BEGIN Material shown

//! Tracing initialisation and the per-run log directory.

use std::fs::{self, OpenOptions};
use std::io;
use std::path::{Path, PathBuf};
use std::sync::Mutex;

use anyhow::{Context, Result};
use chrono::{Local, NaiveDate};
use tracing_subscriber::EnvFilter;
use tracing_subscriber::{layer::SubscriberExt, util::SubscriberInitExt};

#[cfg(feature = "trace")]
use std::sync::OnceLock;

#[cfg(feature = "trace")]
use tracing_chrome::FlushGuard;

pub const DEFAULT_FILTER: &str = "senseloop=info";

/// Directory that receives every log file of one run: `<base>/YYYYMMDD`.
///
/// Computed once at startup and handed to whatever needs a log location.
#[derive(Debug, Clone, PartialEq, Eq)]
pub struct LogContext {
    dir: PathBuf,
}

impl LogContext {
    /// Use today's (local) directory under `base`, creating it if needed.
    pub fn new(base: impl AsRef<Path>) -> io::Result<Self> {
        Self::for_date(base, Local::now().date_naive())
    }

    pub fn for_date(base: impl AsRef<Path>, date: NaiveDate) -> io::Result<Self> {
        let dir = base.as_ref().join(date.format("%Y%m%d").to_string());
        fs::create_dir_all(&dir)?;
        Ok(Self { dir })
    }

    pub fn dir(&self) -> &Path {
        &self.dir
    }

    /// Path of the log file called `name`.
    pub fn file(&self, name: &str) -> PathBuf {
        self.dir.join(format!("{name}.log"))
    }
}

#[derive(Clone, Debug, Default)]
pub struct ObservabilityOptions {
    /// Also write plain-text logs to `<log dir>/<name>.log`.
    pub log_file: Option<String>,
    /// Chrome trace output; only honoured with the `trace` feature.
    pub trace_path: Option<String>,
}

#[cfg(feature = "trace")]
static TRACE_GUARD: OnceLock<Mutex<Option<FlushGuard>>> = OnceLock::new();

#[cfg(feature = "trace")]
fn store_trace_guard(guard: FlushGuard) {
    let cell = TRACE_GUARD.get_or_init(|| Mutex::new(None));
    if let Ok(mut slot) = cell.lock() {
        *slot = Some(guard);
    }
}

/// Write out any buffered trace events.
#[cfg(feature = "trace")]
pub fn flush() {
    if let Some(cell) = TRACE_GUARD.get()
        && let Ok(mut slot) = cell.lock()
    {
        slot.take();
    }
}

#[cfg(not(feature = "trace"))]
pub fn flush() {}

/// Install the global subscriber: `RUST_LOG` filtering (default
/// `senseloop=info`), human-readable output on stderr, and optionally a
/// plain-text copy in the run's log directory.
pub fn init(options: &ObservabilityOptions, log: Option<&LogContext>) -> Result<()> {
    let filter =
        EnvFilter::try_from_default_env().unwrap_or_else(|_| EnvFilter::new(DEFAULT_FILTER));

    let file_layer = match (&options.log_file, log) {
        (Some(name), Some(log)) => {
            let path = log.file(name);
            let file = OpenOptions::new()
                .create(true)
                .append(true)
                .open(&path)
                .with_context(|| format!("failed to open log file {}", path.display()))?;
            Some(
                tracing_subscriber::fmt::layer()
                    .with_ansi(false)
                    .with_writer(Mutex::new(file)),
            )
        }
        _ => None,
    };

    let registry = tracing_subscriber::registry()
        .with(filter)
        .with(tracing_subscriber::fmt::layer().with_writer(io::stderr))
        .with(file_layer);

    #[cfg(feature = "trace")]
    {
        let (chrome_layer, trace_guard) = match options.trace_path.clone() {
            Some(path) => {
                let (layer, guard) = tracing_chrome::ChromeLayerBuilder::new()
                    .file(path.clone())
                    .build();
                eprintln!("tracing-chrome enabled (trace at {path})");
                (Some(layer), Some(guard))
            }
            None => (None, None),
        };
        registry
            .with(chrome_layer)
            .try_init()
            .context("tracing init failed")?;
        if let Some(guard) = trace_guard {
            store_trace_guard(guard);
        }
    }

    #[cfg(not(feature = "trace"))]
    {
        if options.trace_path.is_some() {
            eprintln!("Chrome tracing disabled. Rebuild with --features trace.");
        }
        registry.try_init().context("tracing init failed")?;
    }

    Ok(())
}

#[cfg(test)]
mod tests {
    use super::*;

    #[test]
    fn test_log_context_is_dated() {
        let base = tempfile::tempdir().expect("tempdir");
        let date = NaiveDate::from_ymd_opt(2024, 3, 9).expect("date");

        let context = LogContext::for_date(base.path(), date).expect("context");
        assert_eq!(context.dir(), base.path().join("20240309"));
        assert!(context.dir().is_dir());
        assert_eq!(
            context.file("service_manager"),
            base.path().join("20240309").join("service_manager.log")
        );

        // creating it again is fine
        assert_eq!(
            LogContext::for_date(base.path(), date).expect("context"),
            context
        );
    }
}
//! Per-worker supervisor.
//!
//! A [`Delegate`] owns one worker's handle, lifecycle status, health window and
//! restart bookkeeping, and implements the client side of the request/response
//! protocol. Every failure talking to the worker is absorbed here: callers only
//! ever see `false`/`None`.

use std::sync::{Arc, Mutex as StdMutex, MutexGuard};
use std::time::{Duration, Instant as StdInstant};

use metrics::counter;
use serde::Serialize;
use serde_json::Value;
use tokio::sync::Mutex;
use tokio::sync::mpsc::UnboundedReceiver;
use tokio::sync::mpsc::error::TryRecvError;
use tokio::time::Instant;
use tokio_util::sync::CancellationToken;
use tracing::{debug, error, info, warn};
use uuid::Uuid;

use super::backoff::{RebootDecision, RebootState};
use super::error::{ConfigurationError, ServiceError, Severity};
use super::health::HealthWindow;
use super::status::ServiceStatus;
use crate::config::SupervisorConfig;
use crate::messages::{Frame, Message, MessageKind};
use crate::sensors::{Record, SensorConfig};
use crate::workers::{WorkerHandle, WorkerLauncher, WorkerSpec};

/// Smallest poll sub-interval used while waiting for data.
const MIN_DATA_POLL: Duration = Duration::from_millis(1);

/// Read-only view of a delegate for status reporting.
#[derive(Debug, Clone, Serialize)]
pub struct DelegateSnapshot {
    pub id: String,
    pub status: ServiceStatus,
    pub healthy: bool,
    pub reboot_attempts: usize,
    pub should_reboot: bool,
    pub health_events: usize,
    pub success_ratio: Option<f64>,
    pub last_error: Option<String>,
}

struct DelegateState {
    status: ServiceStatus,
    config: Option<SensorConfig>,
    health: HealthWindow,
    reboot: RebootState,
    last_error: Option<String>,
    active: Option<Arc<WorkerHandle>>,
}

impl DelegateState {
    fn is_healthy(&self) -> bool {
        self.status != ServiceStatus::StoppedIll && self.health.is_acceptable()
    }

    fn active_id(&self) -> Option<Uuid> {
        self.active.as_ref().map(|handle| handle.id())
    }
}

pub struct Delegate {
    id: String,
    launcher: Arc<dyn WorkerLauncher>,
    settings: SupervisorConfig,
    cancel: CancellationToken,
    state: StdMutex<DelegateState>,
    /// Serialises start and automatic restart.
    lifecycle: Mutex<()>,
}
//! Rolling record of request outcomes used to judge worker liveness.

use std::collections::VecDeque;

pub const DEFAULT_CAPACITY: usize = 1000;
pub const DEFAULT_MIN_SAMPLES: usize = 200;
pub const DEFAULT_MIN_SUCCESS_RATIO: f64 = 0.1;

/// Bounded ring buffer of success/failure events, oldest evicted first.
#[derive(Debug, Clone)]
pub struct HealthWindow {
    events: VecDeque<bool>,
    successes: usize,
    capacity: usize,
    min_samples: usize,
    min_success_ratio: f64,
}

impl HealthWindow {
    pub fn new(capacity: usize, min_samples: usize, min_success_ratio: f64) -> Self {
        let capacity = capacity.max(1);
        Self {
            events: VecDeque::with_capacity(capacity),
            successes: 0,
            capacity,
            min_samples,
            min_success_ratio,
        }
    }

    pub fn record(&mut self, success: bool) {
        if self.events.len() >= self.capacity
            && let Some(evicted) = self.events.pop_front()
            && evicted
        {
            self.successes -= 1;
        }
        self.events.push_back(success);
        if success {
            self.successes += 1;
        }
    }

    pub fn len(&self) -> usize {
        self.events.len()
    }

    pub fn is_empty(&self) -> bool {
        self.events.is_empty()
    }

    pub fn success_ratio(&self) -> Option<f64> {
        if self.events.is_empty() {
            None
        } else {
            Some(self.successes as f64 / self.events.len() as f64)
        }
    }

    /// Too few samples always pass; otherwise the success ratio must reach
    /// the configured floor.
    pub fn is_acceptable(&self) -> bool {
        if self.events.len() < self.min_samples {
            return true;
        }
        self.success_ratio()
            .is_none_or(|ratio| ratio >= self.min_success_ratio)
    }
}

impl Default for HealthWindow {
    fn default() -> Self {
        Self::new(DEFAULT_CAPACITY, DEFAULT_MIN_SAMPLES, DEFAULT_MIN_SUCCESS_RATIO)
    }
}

END Material shown

Start at the first line of the entries and stop at the line that contains "use tracing_subscriber::EnvFilter;". Repeat every line in that span exactly, and nothing beyond it.

(Solution for this exercise):
//! Tracing initialisation and the per-run log directory.

use std::fs::{self, OpenOptions};
use std::io;
use std::path::{Path, PathBuf};
use std::sync::Mutex;

use anyhow::{Context, Result};
use chrono::{Local, NaiveDate};
use tracing_subscriber::EnvFilter;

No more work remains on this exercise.